My husband and I drove to my brother's house for Christmas Eve.  Our family doesn't get together often, but since Mother died a few years ago we've agreed to meet on that day.  This year I gave my brother a CD copy of the extended family tree, a project I've been working on about five years.  It has photographs, stories, and a cast of several thousand characters going back to pre Revolution days.  Brother wanted to know who all these people were, and that, of course, is what I have been trying to discover since I started the project.  Who are these people, and how do their lives inform us who we are today?  Why bother with events and people long past and often forgotten?

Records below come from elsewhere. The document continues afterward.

use std::collections::HashMap;

use chrono::{DateTime, SubsecRound, Utc};
use serde::{Deserialize, Serialize, de::DeserializeOwned};
use uuid::Uuid;

use crate::{AggregateId, EventStoreError, Result};

/// Unique identifier for an event.
#[derive(Debug, Clone, Copy, PartialEq, Eq, Hash, Serialize, Deserialize)]
#[serde(transparent)]
pub struct EventId(Uuid);

impl EventId {
    /// Creates a new random event ID.
    pub fn new() -> Self {
        Self(Uuid::new_v4())
    }

    /// Creates an event ID from an existing UUID.
    pub fn from_uuid(uuid: Uuid) -> Self {
        Self(uuid)
    }

    /// Returns the underlying UUID.
    pub fn as_uuid(&self) -> Uuid {
        self.0
    }
}

impl Default for EventId {
    fn default() -> Self {
        Self::new()
    }
}

impl std::fmt::Display for EventId {
    fn fmt(&self, f: &mut std::fmt::Formatter<'_>) -> std::fmt::Result {
        write!(f, "{}", self.0)
    }
}

/// Position of an event in its aggregate's stream, and the version of the
/// aggregate after that event.
///
/// Sequence numbers start at 1 for the first event; an aggregate with no
/// events is at version 0.
#[derive(
    Debug, Clone, Copy, PartialEq, Eq, PartialOrd, Ord, Hash, Default, Serialize, Deserialize,
)]
#[serde(transparent)]
pub struct Version(i64);

impl Version {
    /// Creates a new version from a raw value.
    pub fn new(value: i64) -> Self {
        Self(value)
    }

    /// Returns the initial version (0) for a new aggregate.
    pub fn initial() -> Self {
        Self(0)
    }

    /// Returns the first version (1) for the first event.
    pub fn first() -> Self {
        Self(1)
    }

    /// Returns the next version.
    pub fn next(&self) -> Self {
        Self(self.0 + 1)
    }

    /// Returns the raw version value.
    pub fn as_i64(&self) -> i64 {
        self.0
    }
}

impl std::fmt::Display for Version {
    fn fmt(&self, f: &mut std::fmt::Formatter<'_>) -> std::fmt::Result {
        write!(f, "{}", self.0)
    }
}

impl From<i64> for Version {
    fn from(value: i64) -> Self {
        Self(value)
    }
}

impl From<Version> for i64 {
    fn from(version: Version) -> Self {
        version.0
    }
}

/// One recorded domain event together with its identity and position.
///
/// Envelopes are immutable: they are created by the repository when new
/// events are saved, or decoded by a store when a history is read, and only
/// expose read accessors afterwards.
#[derive(Debug, Clone, PartialEq, Serialize, Deserialize)]
pub struct EventEnvelope {
    event_id: EventId,
    aggregate_id: AggregateId,
    aggregate_type: String,
    event_type: String,
    sequence_number: Version,
    recorded_at: DateTime<Utc>,
    payload: serde_json::Value,
    #[serde(default)]
    metadata: HashMap<String, serde_json::Value>,
}

impl EventEnvelope {
    /// Creates a new event envelope builder.
    pub fn builder() -> EventEnvelopeBuilder {
        EventEnvelopeBuilder::default()
    }

    /// Unique identifier of this event.
    pub fn event_id(&self) -> EventId {
        self.event_id
    }

    /// The aggregate this event belongs to.
    pub fn aggregate_id(&self) -> &AggregateId {
        &self.aggregate_id
    }

    /// The type of aggregate (e.g., "Basket").
    pub fn aggregate_type(&self) -> &str {
        &self.aggregate_type
    }

    /// The event variant (e.g., "ProductAdded").
    pub fn event_type(&self) -> &str {
        &self.event_type
    }

    /// Position of this event in its aggregate's stream.
    pub fn sequence_number(&self) -> Version {
        self.sequence_number
    }

    /// When the event was recorded, at microsecond precision so it survives
    /// a round trip through a `TIMESTAMPTZ` column unchanged.
    pub fn recorded_at(&self) -> DateTime<Utc> {
        self.recorded_at
    }

    /// The event payload as JSON.
    pub fn payload(&self) -> &serde_json::Value {
        &self.payload
    }

    /// Additional metadata about the event.
    pub fn metadata(&self) -> &HashMap<String, serde_json::Value> {
        &self.metadata
    }

    /// Decodes the payload into a typed event.
    pub fn decode<E: DeserializeOwned>(&self) -> Result<E> {
        Ok(serde_json::from_value(self.payload.clone())?)
    }
}

/// Builder for constructing event envelopes.
#[derive(Debug, Default)]
pub struct EventEnvelopeBuilder {
    event_id: Option<EventId>,
    aggregate_id: Option<AggregateId>,
    aggregate_type: Option<String>,
    event_type: Option<String>,
    sequence_number: Option<Version>,
    recorded_at: Option<DateTime<Utc>>,
    payload: Option<serde_json::Value>,
    metadata: HashMap<String, serde_json::Value>,
}

impl EventEnvelopeBuilder {
    /// Sets the event ID. If not set, a new ID will be generated.
    pub fn event_id(mut self, id: EventId) -> Self {
        self.event_id = Some(id);
        self
    }

    /// Sets the aggregate ID.
    pub fn aggregate_id(mut self, id: AggregateId) -> Self {
        self.aggregate_id = Some(id);
        self
    }

    /// Sets the aggregate type.
    pub fn aggregate_type(mut self, aggregate_type: impl Into<String>) -> Self {
        self.aggregate_type = Some(aggregate_type.into());
        self
    }

    /// Sets the event type.
    pub fn event_type(mut self, event_type: impl Into<String>) -> Self {
        self.event_type = Some(event_type.into());
        self
    }

    /// Sets the sequence number.
    pub fn sequence_number(mut self, sequence_number: Version) -> Self {
        self.sequence_number = Some(sequence_number);
        self
    }

    /// Sets the recording time. If not set, the current time will be used.
    ///
    /// Truncated to microseconds, the precision PostgreSQL stores.
    pub fn recorded_at(mut self, recorded_at: DateTime<Utc>) -> Self {
        self.recorded_at = Some(recorded_at.trunc_subsecs(6));
        self
    }

    /// Sets the payload from a serializable value.
    pub fn payload<T: Serialize>(mut self, payload: &T) -> Result<Self> {
        self.payload = Some(serde_json::to_value(payload)?);
        Ok(self)
    }

    /// Sets the payload from a raw JSON value.
    pub fn payload_raw(mut self, payload: serde_json::Value) -> Self {
        self.payload = Some(payload);
        self
    }

    /// Adds a metadata entry.
    pub fn metadata(mut self, key: impl Into<String>, value: serde_json::Value) -> Self {
        self.metadata.insert(key.into(), value);
        self
    }

    /// Adds every entry of a metadata map.
    pub fn metadata_map(mut self, metadata: HashMap<String, serde_json::Value>) -> Self {
        self.metadata.extend(metadata);
        self
    }

    /// Builds the event envelope.
    ///
    /// Fails if a required field (aggregate_id, aggregate_type, event_type,
    /// sequence_number, payload) is missing or the sequence number is below 1.
    pub fn build(self) -> Result<EventEnvelope> {
        let sequence_number = self
            .sequence_number
            .ok_or(EventStoreError::MissingEnvelopeField("sequence_number"))?;
        if sequence_number < Version::first() {
            return Err(EventStoreError::InvalidSequenceNumber(sequence_number));
        }

        Ok(EventEnvelope {
            event_id: self.event_id.unwrap_or_default(),
            aggregate_id: self
                .aggregate_id
                .ok_or(EventStoreError::MissingEnvelopeField("aggregate_id"))?,
            aggregate_type: self
                .aggregate_type
                .ok_or(EventStoreError::MissingEnvelopeField("aggregate_type"))?,
            event_type: self
                .event_type
                .ok_or(EventStoreError::MissingEnvelopeField("event_type"))?,
            sequence_number,
            recorded_at: self
                .recorded_at
                .unwrap_or_else(|| Utc::now().trunc_subsecs(6)),
            payload: self
                .payload
                .ok_or(EventStoreError::MissingEnvelopeField("payload"))?,
            metadata: self.metadata,
        })
    }
}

Sometimes there are clues, as with these photos that Mother had kept from our paternal grandparents. There are others of farm animals, horses, and many of chickens and geese.  I suspect my grandmother was the photographer, since she is rarely in the photographs, and she was the one who kept hens for their eggs.  I recognize the corn crib in the background, so I know this picture was taken on our farm.  Perhaps the sleigh was stored in the center, the place where Dad kept a tractor when I was small.  But there is much I don't know.  When did Grandpa finally stop using horses?  Did he keep them out of affection until they finally died, or did he sell them out of economic necessity?  There is nobody to ask any more, so I find myself inventing stories, which is what I sometimes do for people who are distantly related on the family tree.  I gather clues were I can, and make up stories for myself when that is the only thing I can do.

Inventing a Horse
By Meghan O'Rourke

Inventing a horse is not easy.
One must not only think of the horse.
One must dig fence posts around him.
One must include a place where horses like to live;

or do when they live with humans like you.
Slowly, you must walk him in the cold;
feed him bran mash, apples;
accustom him to the harness;

holding in mind even when you are tired
harnesses and tack cloths and saddle oil
to keep the saddle clean as a face in the sun;
one must imagine teaching him to run

among the knuckles of tree roots,
not to be skittish at first sight of timber wolves,
and not to grow thin in the city,
where at some point you will have to live;

and one must imagine the absence of money.
Most of all, though: the living weight,
the sound of his feet on the needles,
and, since he is heavy, and real,

and sometimes tired after a run
down the river with a light whip at his side,
one must imagine love
in the mind that does not know love,

an animal mind, a love that does not depend
on your image of it,
your understanding of it;
indifferent to all that it lacks:

a muzzle and two black eyes
looking the day away, a field empty
of everything but witchgrass, fluent trees,
and some piles of hay.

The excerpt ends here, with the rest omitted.